Если какая-то мысль засела в голове, то видишь её везде: в рекламе, в произведениях искусства, в разговорах, причинах и следствиях. В этом была вся проблема — мной владела похоть, а весь окружающий мир пропитан её запахом, пронизан её взглядами, звуками и намёками. Всё вокруг манипулирует основным инстинктом, делая из людей послушное озабоченное стадо.

Это общество, рекламируя подгузники голыми задницами сладких младенцев, вопит о педофилии, а раздевая на сцене артистов и снимая эроклипы, вопит о высшей мере наказания для насильников и падении нравов.

Эти женщины из пиар-агентств, создающие ролики и штандарты с грудастыми и бедрастыми девицами, рекламирующими что угодно от тарелок до подводных атомных лодок, потом вопят и страдают от измен своих мужей.

И почти всё это человеческое похотливое стадо быстро скидывает напряжение, вернувшись домой, стянув наполовину штаны и мазнув по губам скупым на чувства поцелуем, нежно трахая кого-то — подругу, друга, жену — называя это супружескими обязанностями и насилуя, в первую очередь, себя.

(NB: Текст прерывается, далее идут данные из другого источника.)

// NOTE: CLI Architecture Rationale
//
// Why two decoupled commands (not one log-to-workbook shot)?
// - The metrics summary is the interchange contract: `analyze` produces it,
//   `dashboard` consumes it, and either side can be rerun or replaced alone
// - Summaries from many runs combine at dashboard time through the same
//   union rule the analyzer uses internally, so aggregation stays consistent
//
// Why stdout-by-default for the summary?
// - Shell-glob inputs and pipeable output make `traceboard analyze logs/*.jsonl
//   | jq .rollup` work without a scratch file; report lines go to stderr
//   whenever stdout is carrying JSON

mod args;
mod commands;
pub mod config;
mod handlers;
mod report;

pub use args::{Cli, Commands};
pub use commands::run;
use rust_xlsxwriter::ChartRange;

/// A named, single-column cell range.
///
/// One definition feeds three consumers: the workbook-level defined name, the
/// chart series binding, and any formula that sums or divides over the range.
/// Because all three derive from the same rows, regenerating the underlying
/// data can never leave a chart or formula pointing at a stale range.
#[derive(Debug, Clone)]
pub struct NamedRange {
    /// Defined-name identifier (no spaces; registered on the workbook).
    pub name: String,
    pub sheet: String,
    pub col: u16,
    pub first_row: u32,
    pub last_row: u32,
}

impl NamedRange {
    pub fn new(
        name: impl Into<String>,
        sheet: impl Into<String>,
        col: u16,
        first_row: u32,
        last_row: u32,
    ) -> Self {
        Self {
            name: name.into(),
            sheet: sheet.into(),
            col,
            first_row,
            last_row,
        }
    }

    /// Absolute A1-style reference, sheet-qualified and quoted:
    /// `='Agent Usage'!$B$2:$B$5`.
    pub fn formula(&self) -> String {
        format!(
            "='{}'!${}${}:${}${}",
            self.sheet,
            column_letter(self.col),
            self.first_row + 1,
            column_letter(self.col),
            self.last_row + 1,
        )
    }

    /// Chart-series binding over the same rows.
    pub fn chart_range(&self) -> ChartRange {
        ChartRange::new_from_range(&self.sheet, self.first_row, self.col, self.last_row, self.col)
    }
}

/// Convert a zero-based column index to its letter name.
pub fn column_letter(col: u16) -> String {
    let mut col = col as u32;
    let mut letters = String::new();
    loop {
        letters.insert(0, (b'A' + (col % 26) as u8) as char);
        if col < 26 {
            break;
        }
        col = col / 26 - 1;
    }
    letters
}

#[cfg(test)]
mod tests {
    use super::*;

    #[test]
    fn test_column_letters() {
        assert_eq!(column_letter(0), "A");
        assert_eq!(column_letter(1), "B");
        assert_eq!(column_letter(25), "Z");
        assert_eq!(column_letter(26), "AA");
        assert_eq!(column_letter(27), "AB");
    }

    #[test]
    fn test_formula_is_absolute_and_quoted() {
        let range = NamedRange::new("agent_counts", "Agent Usage", 1, 1, 4);
        assert_eq!(range.formula(), "='Agent Usage'!$B$2:$B$5");
    }
}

Обязанности. Манипулируя сексуальным возбуждением, людей обязали получать удовольствие, но не научили этому. Недотраханные люди. И апофеоз всему этому — я.

Я много лет искал ту, с кем почувствую себя затраханным до пустоты в желаниях и яйцах. Пробовал всё: нимфеток и женщин намного старше, с несколькими сразу и марафон с одной, везде и по-разному.

Джейк даже предложил попробовать гомосексуальную связь — чем больной мозг не шутит? Но нет, эта мысль мне претила, хотя в период обострившейся похоти, когда выл от боли в члене и голове, готов был трахать даже собак.

Спасали проститутки. Когда, чуть сбив пламя в штанах и мозге, я приходил в себя, порой страшно было смотреть на девушек. В такие минуты я превращался в животное, и лишь с оттоком спермы начинал соображать, что творил и на что способен, на что меня толкал больной мозг и дикая нечеловеческая похоть.

Я посмотрел на Несси. Утолит ли голод эта молоденькая хрупкая женщина. Мило смущавшаяся, когда голенькая, возбуждающе зажатая и всё ещё невинная, не умеющая видеть красоту в разнообразии форм и размеров, изъянов и несовершенств линий тела.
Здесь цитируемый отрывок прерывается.